Junge Frauen vom Land, wo sich nichts änderte, suchten nicht selten nach neuen Möglichkeiten in den Städten. Dort wurde besonders ein Sektor zum Inbegriff der neuen, berufstätigen Frau: der Angestelltensektor. Frauen waren sehr gefragt als Vorzimmersekretärinnen, Stenotypistinnen, Telefonistinnen und Stenografinnen. Diese Berufe waren angeblich deswegen für Frauen so gut geeignet, da sie das den Frauen vermeintlich angeborene Fingerspitzengefühl verlangen würden. Die schick gekleidete „Tippmamsell“, die mit Bubikopf und kurzem Rock an der Schreibmaschine sitzt, wurde zum Abziehbild der Neuen Frau, die bis heute die Vorstellung von der typischen Frau der Zwanziger Jahre dominiert.

Die weiblichen Angestellten wurden, damals wie heute, weitaus schlechter bezahlt als ihre männlichen Kollegen. Das lag teilweise daran, dass sie nicht die gleiche berufliche Qualifizierung vorweisen konnten: Während die jungen männlichen Angestellten einen kaufmännischen Universitätsabschluss mitbrachten, hatten die jungen Frauen meistens lediglich eine Handelsschule besucht. Frauen aus der Arbeiterschicht, die eine große Familie und Familienangehörige mit ernähren mussten, wurden durch die schlechte Bezahlung u.a. dazu gezwungen, sich nebenher zu prostituieren. Charlotte Ritter, die weibliche Hauptfigur in der Serie Babylon Berlin, veranschaulicht realistisch das Schicksal vieler Frauen aus der Arbeiterschicht.

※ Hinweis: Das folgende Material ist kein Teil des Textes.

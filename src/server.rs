use std::borrow::Cow;
use std::io;
use std::io::ErrorKind;
use std::sync::Arc;

use chrono::Local;
use ntex::web;
use ntex::web::HttpRequest;
use spdlog::{error, info, warn};

use crate::catalog::{load_category, posts_published_on, related_posts, search, RELATED_LIMIT};
use crate::config::Config;
use crate::content_api::{ApiError, ContentApi};
use crate::environment::{DocumentMeta, Environment, RequestEnvironment};
use crate::navigation::NavigationToken;
use crate::page_range::ButtonBudget;
use crate::post::Post;
use crate::query_string::QueryString;
use crate::remote_api::RemoteContentApi;
use crate::resolver::{PostResolver, ResolveError};
use crate::view::list_view::{PostPage, PostSummary};
use crate::view::post_view::{CategoryView, ErrorBody, PostView};

const VIEWPORT_WIDTH_HEADER: &str = "Viewport-Width";

struct AppState {
    resolver: PostResolver<RemoteContentApi>,
    budget: ButtonBudget,
    page_size: u32,
    site_name: String,
}

type State = web::types::State<Arc<AppState>>;

fn query_string(req: &HttpRequest) -> QueryString {
    QueryString::from(req.uri().query().unwrap_or(""))
}

/// Width from `?width=`, then from the client hint header.
fn request_env(req: &HttpRequest, qs: &QueryString) -> RequestEnvironment {
    let width = qs.get_width().or_else(|| {
        req.headers()
            .get(VIEWPORT_WIDTH_HEADER)
            .and_then(|v| v.to_str().ok())
            .and_then(|v| v.trim().parse().ok())
    });
    RequestEnvironment::new(width)
}

fn upstream_error(what: &str, err: ApiError) -> web::HttpResponse {
    error!("Error fetching {}: {}", what, err);
    web::HttpResponse::BadGateway()
        .json(&ErrorBody::new(format!("Error fetching {}: {}", what, err)))
}

fn render_page(state: &AppState, req: &HttpRequest, posts: &[&Post]) -> web::HttpResponse {
    let qs = query_string(req);
    let env = request_env(req, &qs);
    let max_buttons = state.budget.for_width(env.viewport_width());

    let page = PostPage::build(posts, qs.get_page(), state.page_size, max_buttons);
    web::HttpResponse::Ok().json(&page)
}

#[web::get("/api/posts")]
async fn list_posts(req: HttpRequest, state: State) -> web::HttpResponse {
    let posts = match state.resolver.api().list_posts().await {
        Ok(posts) => posts,
        Err(e) => return upstream_error("posts", e),
    };

    let posts: Vec<&Post> = posts.iter().collect();
    render_page(&state, &req, &posts)
}

#[web::get("/api/posts/{segment}")]
async fn view_post(req: HttpRequest, segment: web::types::Path<String>, state: State) -> web::HttpResponse {
    let segment = segment.into_inner();
    let qs = query_string(&req);
    let mut env = request_env(&req, &qs);

    let resolution = match state.resolver.resolve(&segment, &NavigationToken::detached()).await {
        Ok(resolution) => resolution,
        Err(ResolveError::NotFound { segment, attempts }) => {
            return web::HttpResponse::NotFound().json(&ErrorBody {
                error: format!("Post {} not found", segment),
                attempts: &attempts,
            });
        }
        Err(err @ ResolveError::Superseded(_)) => {
            return web::HttpResponse::Conflict().json(&ErrorBody::new(err.to_string()));
        }
    };

    env.set_metadata(DocumentMeta::for_post(&resolution.post, &state.site_name));

    // Related posts are a nice to have, the post is served without them
    let all_posts = state.resolver.post_list(&resolution).await.unwrap_or_else(|e| {
        warn!("Could not load related posts for {}: {}", resolution.post.id, e);
        Cow::Owned(vec![])
    });
    let related = related_posts(&all_posts, &resolution.post, RELATED_LIMIT);

    let view = PostView::new(&resolution, env.into_metadata(), &related);
    web::HttpResponse::Ok().json(&view)
}

#[web::get("/api/categories")]
async fn list_categories(state: State) -> web::HttpResponse {
    let categories = match state.resolver.api().list_categories().await {
        Ok(categories) => categories,
        Err(e) => return upstream_error("categories", e),
    };

    let views: Vec<CategoryView> = categories.iter().map(CategoryView::from).collect();
    web::HttpResponse::Ok().json(&views)
}

#[web::get("/api/categories/{slug}")]
async fn list_category_posts(req: HttpRequest, slug: web::types::Path<String>, state: State) -> web::HttpResponse {
    let slug = slug.into_inner();

    let posts = match load_category(state.resolver.api(), &slug).await {
        Ok(Some((_, posts))) => posts,
        Ok(None) => {
            return web::HttpResponse::NotFound()
                .json(&ErrorBody::new(format!("Category {} not found", slug)));
        }
        Err(e) => return upstream_error("category posts", e),
    };

    let posts: Vec<&Post> = posts.iter().collect();
    render_page(&state, &req, &posts)
}

#[web::get("/api/today")]
async fn list_today(state: State) -> web::HttpResponse {
    let posts = match state.resolver.api().list_posts().await {
        Ok(posts) => posts,
        Err(e) => return upstream_error("posts", e),
    };

    let today = Local::now().date_naive();
    let summaries: Vec<PostSummary> = posts_published_on(&posts, today).into_iter().map(PostSummary::from).collect();
    web::HttpResponse::Ok().json(&summaries)
}

#[web::get("/api/search")]
async fn search_posts(req: HttpRequest, state: State) -> web::HttpResponse {
    let qs = query_string(&req);
    let posts = match state.resolver.api().list_posts().await {
        Ok(posts) => posts,
        Err(e) => return upstream_error("posts", e),
    };

    let summaries: Vec<PostSummary> = search(&posts, qs.get_query()).into_iter().map(PostSummary::from).collect();
    web::HttpResponse::Ok().json(&summaries)
}

pub async fn server_run(config: Config) -> io::Result<()> {
    let api = RemoteContentApi::new(&config.api)
        .map_err(|e| io::Error::new(ErrorKind::InvalidInput, e.to_string()))?;
    info!("Content API at {} (slug lookup: {})", config.api.base_url, config.api.slug_lookup);

    let bind_addr = config.server.address.clone();
    let bind_port = config.server.port;
    let app_state = Arc::new(AppState {
        resolver: PostResolver::new(api),
        budget: config.pagination.button_budget(),
        page_size: config.pagination.page_size,
        site_name: config.site.name,
    });

    web::HttpServer::new(move || {
        web::App::new()
            .state(app_state.clone())
            .service(list_posts)
            .service(view_post)
            .service(list_categories)
            .service(list_category_posts)
            .service(list_today)
            .service(search_posts)
    })
        .bind((bind_addr, bind_port))?
        .run()
        .await
}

Sexuelle Belästigung am Arbeitsplatz war ein weiteres Problem und machte überaus deutlich, dass die weiblichen Angestellten mit ihren männlichen Kollegen nicht gleichgestellt waren. Die unverheirateten Frauen galten als „Freiwild“ und waren sexuellen Übergriffen, insbesondere durch ihre Chefs, ausgesetzt. Rechtlichen Schutz davor besaßen sie nicht, so dass eine Gegenwehr ihrerseits mit dem Risiko verbunden war, ihren Job zu verlieren.

Die Schriftstellerin Irmgard Keun (1905-1982), die zu Beginn ihres Berufslebens selbst als Sekretärin arbeitete, stellt die „neuen angestellten Frauen“ als Romanheldin in den Mittelpunkt ihrer ersten beiden Werke. Keuns Romane Gilgi—eine von uns (1931) und Das kunstseidende Mädchen (1932) begleiten die jeweiligen Hauptfiguren durch ihren Alltag, zwischen aufdringlichen Chefs, dem Streben nach finanzieller Unabhängigkeit und dem Traum von einem glamourösen Leben.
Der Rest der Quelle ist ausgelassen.